**Exercise goal**
Exactly the lines from the top of the records below through the one containing "use maturity_assessment::assessment::AssessmentService;" must be set down, with no line added or dropped.
Start of Recorded data
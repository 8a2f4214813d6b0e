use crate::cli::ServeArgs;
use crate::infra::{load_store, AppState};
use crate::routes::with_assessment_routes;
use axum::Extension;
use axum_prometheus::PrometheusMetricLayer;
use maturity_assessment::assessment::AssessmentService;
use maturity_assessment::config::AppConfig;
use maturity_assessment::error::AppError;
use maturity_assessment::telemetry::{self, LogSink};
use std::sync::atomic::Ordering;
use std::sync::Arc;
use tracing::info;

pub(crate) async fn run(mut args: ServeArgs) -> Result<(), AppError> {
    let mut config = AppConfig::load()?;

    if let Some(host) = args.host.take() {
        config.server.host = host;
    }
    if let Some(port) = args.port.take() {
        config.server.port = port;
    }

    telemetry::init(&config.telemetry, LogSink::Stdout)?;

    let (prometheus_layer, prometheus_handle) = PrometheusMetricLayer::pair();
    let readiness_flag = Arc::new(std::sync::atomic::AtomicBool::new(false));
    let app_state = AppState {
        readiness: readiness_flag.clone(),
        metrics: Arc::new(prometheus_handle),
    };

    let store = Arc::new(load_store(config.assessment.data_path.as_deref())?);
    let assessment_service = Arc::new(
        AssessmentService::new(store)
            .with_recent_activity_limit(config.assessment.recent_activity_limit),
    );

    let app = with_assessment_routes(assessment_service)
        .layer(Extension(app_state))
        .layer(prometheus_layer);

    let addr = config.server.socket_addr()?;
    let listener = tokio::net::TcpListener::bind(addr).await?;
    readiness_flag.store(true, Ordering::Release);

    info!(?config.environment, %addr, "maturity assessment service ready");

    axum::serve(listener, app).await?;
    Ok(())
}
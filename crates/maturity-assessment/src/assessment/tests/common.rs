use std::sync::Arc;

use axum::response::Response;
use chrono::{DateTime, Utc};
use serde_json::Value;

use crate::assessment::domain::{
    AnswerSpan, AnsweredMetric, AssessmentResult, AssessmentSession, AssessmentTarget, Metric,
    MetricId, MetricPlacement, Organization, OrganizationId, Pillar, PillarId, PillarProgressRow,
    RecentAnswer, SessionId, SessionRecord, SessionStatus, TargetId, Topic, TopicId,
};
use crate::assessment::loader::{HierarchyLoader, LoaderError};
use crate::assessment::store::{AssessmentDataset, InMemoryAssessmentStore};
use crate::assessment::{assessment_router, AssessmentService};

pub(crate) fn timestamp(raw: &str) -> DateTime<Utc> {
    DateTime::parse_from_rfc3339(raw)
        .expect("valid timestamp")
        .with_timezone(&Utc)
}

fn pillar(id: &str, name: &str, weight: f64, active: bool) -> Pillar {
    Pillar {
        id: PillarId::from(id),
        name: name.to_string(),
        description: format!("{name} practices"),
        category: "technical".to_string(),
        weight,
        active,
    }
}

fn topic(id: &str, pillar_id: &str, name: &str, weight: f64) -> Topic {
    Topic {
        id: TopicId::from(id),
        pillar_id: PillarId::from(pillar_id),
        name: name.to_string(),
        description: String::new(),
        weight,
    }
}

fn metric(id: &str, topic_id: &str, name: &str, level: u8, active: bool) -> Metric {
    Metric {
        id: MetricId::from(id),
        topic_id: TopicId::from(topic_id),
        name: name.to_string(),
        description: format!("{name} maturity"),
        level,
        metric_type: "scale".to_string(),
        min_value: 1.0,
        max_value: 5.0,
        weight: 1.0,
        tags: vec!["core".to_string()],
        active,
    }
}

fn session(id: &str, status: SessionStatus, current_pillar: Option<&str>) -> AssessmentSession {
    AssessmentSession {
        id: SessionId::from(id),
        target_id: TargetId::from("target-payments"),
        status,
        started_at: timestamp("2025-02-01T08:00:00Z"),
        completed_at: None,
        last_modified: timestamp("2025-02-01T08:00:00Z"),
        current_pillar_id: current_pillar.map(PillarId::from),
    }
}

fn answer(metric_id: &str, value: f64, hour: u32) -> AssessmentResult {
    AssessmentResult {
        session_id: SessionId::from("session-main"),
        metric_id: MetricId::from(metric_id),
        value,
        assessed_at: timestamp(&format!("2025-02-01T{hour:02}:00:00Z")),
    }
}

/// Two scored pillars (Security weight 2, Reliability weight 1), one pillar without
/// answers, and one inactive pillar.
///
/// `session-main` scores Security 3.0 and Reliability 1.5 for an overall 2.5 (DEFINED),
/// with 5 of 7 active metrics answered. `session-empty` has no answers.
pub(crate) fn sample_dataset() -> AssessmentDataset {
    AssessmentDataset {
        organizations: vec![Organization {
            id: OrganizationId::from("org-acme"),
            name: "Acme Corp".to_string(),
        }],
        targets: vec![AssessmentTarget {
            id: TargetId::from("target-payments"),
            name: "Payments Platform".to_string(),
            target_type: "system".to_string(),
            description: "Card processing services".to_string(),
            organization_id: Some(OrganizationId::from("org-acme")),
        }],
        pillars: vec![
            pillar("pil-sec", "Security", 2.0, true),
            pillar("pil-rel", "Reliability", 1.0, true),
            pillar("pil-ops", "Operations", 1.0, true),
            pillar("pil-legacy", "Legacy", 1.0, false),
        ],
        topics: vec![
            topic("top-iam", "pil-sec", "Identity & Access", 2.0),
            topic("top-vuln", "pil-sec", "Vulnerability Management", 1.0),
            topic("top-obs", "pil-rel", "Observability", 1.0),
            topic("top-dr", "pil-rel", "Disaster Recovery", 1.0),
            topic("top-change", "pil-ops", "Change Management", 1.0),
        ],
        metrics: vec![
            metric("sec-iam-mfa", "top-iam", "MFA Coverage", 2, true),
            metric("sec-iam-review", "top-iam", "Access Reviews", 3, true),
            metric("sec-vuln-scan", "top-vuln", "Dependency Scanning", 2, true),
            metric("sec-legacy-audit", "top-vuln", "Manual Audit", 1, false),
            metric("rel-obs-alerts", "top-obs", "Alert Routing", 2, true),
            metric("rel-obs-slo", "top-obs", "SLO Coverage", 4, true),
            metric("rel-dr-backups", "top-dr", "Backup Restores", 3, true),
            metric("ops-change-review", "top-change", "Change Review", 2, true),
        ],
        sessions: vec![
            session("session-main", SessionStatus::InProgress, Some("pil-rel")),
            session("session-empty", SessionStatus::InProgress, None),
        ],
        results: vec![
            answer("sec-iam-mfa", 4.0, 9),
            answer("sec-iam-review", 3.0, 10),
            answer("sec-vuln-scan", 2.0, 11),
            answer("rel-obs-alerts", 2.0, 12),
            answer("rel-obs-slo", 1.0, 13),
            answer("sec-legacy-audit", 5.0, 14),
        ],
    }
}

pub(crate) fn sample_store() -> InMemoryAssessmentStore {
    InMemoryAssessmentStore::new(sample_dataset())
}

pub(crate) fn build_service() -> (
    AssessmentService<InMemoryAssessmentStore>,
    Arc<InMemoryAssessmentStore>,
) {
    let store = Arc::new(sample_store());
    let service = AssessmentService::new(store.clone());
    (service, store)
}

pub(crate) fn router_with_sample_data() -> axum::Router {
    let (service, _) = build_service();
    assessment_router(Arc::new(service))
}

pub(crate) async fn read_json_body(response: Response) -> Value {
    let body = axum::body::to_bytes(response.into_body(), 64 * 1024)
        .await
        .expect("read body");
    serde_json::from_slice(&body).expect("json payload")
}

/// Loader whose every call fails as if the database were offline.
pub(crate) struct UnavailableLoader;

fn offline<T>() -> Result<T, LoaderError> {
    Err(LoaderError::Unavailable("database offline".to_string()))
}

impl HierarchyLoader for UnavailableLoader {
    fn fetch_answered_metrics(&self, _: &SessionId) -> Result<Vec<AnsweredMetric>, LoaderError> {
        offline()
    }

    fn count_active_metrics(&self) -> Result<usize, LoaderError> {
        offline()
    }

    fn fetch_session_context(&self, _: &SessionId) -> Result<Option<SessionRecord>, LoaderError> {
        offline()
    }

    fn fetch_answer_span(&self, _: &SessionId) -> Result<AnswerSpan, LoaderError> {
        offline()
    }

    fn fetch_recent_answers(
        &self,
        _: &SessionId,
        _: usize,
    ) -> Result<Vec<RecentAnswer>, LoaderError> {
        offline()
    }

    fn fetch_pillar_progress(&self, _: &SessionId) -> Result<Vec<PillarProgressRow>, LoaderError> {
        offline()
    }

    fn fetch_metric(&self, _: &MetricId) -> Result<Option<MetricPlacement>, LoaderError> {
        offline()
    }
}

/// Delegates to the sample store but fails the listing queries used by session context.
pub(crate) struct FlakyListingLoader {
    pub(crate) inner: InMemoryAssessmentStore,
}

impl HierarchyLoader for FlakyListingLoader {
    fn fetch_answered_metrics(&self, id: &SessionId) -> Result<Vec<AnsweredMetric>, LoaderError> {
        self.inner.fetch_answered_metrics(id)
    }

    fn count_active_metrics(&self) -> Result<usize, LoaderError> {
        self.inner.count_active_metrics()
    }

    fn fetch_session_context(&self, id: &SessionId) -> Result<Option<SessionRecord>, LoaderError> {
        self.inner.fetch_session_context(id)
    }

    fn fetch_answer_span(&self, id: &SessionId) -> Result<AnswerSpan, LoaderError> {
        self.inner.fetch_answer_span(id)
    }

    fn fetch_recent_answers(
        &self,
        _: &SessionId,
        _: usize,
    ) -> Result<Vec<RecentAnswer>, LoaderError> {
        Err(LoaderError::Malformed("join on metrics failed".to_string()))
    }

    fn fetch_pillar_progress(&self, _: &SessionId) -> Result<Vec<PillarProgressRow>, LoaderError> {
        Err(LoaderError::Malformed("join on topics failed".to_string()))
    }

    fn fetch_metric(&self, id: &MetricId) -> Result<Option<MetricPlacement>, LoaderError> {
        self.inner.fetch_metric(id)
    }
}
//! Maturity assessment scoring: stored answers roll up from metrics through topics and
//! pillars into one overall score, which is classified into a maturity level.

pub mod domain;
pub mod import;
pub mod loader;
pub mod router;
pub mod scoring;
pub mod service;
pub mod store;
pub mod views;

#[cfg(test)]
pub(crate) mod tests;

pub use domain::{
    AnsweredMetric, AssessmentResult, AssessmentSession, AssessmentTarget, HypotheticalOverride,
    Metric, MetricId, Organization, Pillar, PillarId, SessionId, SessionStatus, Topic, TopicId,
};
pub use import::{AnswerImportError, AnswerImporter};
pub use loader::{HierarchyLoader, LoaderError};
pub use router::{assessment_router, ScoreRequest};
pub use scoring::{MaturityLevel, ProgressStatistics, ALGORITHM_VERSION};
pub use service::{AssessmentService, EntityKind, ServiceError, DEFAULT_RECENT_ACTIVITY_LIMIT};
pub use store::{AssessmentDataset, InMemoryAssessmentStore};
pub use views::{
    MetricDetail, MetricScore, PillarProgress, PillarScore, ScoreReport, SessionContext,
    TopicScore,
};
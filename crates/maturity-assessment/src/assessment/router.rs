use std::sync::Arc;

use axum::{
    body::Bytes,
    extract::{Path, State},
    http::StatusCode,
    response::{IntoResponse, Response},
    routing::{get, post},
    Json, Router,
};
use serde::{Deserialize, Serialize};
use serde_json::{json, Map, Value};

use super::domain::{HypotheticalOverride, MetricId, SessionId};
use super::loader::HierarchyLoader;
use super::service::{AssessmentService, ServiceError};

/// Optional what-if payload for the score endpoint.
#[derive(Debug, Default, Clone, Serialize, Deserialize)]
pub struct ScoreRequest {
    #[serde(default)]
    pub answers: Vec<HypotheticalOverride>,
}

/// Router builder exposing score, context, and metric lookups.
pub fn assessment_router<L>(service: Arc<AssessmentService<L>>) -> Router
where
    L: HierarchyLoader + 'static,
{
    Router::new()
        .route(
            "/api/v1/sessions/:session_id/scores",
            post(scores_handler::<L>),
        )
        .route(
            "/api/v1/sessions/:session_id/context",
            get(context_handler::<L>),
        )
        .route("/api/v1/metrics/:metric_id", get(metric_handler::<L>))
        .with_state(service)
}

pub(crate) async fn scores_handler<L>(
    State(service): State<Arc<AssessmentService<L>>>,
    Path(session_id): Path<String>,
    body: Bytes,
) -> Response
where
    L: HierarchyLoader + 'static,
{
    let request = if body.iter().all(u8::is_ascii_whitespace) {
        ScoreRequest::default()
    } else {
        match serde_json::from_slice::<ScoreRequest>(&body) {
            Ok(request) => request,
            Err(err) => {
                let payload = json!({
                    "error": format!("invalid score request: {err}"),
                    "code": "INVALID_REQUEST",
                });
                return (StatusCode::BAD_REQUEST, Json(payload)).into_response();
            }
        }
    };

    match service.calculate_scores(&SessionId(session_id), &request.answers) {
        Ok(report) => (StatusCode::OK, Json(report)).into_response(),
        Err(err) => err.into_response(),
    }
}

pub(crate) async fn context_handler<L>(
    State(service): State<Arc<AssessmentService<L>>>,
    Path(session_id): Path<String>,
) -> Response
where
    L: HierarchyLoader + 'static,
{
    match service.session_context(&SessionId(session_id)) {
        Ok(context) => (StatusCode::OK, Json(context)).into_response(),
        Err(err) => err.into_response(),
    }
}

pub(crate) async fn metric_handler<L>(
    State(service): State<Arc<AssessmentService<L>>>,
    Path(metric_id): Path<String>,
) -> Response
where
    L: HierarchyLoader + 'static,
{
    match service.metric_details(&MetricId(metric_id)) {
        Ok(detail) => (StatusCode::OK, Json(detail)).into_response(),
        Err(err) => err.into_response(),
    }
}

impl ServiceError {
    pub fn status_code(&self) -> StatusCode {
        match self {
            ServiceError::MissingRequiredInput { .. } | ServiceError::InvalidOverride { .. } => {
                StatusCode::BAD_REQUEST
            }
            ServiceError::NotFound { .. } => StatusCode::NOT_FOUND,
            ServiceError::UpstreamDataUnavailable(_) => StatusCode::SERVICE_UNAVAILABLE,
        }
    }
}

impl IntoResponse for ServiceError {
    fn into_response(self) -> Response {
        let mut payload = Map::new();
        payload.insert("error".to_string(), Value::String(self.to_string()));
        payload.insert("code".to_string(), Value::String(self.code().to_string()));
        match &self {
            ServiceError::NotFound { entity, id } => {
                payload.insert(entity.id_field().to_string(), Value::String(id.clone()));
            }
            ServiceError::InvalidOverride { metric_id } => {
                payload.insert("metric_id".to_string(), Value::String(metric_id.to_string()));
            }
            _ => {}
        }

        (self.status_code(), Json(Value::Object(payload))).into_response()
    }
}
End of Recorded data
**Result**
repository 8a2f4214813d6b0e
use crate::cli::ServeArgs;
use crate::infra::{load_store, AppState};
use crate::routes::with_assessment_routes;
use axum::Extension;
use axum_prometheus::PrometheusMetricLayer;
use maturity_assessment::assessment::AssessmentService;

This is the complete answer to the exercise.